Data records:
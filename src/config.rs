use anyhow::{Context, Result};
use serde::{Deserialize, Serialize};
use std::fs;
use std::path::{Path, PathBuf};
use std::time::Duration;
use tracing::debug;

use crate::llm::Provider;

pub(crate) const CONFIG_FILE: &str = "crucible.toml";

#[derive(Debug, Clone, Default, Serialize, Deserialize)]
pub struct Config {
    #[serde(default)]
    pub llm: LlmConfig,
    #[serde(default)]
    pub sandbox: SandboxConfig,
}

/// Completion provider settings.
#[derive(Debug, Clone, Serialize, Deserialize)]
pub struct LlmConfig {
    /// Which provider to use: "gemini" or "openai"
    #[serde(default = "default_provider")]
    pub provider: String,

    #[serde(default = "default_model")]
    pub model: String,

    #[serde(default = "default_temperature")]
    pub temperature: f32,

    /// Name of the environment variable holding the API key
    #[serde(default = "default_api_key_env")]
    pub api_key_env: String,

    /// Endpoint override (proxies, OpenAI-compatible gateways)
    #[serde(default)]
    pub base_url: Option<String>,

    #[serde(default = "default_request_timeout")]
    pub request_timeout_secs: u64,
}

impl Default for LlmConfig {
    fn default() -> Self {
        Self {
            provider: default_provider(),
            model: default_model(),
            temperature: default_temperature(),
            api_key_env: default_api_key_env(),
            base_url: None,
            request_timeout_secs: default_request_timeout(),
        }
    }
}

impl LlmConfig {
    /// Parse the provider string into a Provider enum
    pub fn get_provider(&self) -> Result<Provider> {
        self.provider.parse()
    }
}

#[derive(Debug, Clone, Serialize, Deserialize)]
pub struct SandboxConfig {
    /// Per-command timeout inside the container; unset means unbounded
    #[serde(default)]
    pub exec_timeout_secs: Option<u64>,

    /// Remove the session image at teardown
    #[serde(default = "default_true")]
    pub remove_image: bool,

    /// Where build contexts are written; empty means the system temp dir
    #[serde(default)]
    pub build_dir: String,

    /// Seconds Docker waits before killing the container on stop
    #[serde(default = "default_stop_timeout")]
    pub stop_timeout_secs: i64,
}

impl Default for SandboxConfig {
    fn default() -> Self {
        Self {
            exec_timeout_secs: None,
            remove_image: true,
            build_dir: String::new(),
            stop_timeout_secs: default_stop_timeout(),
        }
    }
}

impl SandboxConfig {
    pub fn exec_timeout(&self) -> Option<Duration> {
        self.exec_timeout_secs.map(Duration::from_secs)
    }

    pub fn build_dir(&self) -> PathBuf {
        if self.build_dir.is_empty() {
            std::env::temp_dir()
        } else {
            PathBuf::from(&self.build_dir)
        }
    }
}

// Default value functions
fn default_true() -> bool {
    true
}

fn default_provider() -> String {
    "gemini".to_string()
}

fn default_model() -> String {
    "gemini-1.5-flash".to_string()
}

fn default_temperature() -> f32 {
    0.4
}

fn default_api_key_env() -> String {
    "GEMINI_API_KEY".to_string()
}

fn default_request_timeout() -> u64 {
    120
}

fn default_stop_timeout() -> i64 {
    5
}

impl Config {
    /// Load configuration from the project directory, then the user config
    /// directory, using defaults if neither has a file
    pub fn load(project_dir: &Path) -> Result<Self> {
        let user_dir = dirs::config_dir().map(|d| d.join("crucible"));
        Self::load_from(project_dir, user_dir.as_deref())
    }

    fn load_from(project_dir: &Path, user_dir: Option<&Path>) -> Result<Self> {
        let candidates = std::iter::once(project_dir).chain(user_dir);
        for dir in candidates {
            let config_path = dir.join(CONFIG_FILE);
            if config_path.exists() {
                debug!("Loading config from {}", config_path.display());
                return Self::read(&config_path);
            }
        }
        Ok(Self::default())
    }

    fn read(config_path: &Path) -> Result<Self> {
        let content = fs::read_to_string(config_path)
            .with_context(|| format!("Failed to read config file: {}", config_path.display()))?;

        let config: Self = toml::from_str(&content)
            .with_context(|| format!("Failed to parse config file: {}", config_path.display()))?;

        Ok(config)
    }
}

• _Task objective_
Repeat, word for word, the lines from the start of the records to the line that contains "pub(crate) const CONFIG_FILE: &str", both of them included, and no others.

• _Output for this exercise_
filename src/config.rs
use anyhow::{Context, Result};
use serde::{Deserialize, Serialize};
use std::fs;
use std::path::{Path, PathBuf};
use std::time::Duration;
use tracing::debug;

use crate::llm::Provider;

pub(crate) const CONFIG_FILE: &str = "crucible.toml";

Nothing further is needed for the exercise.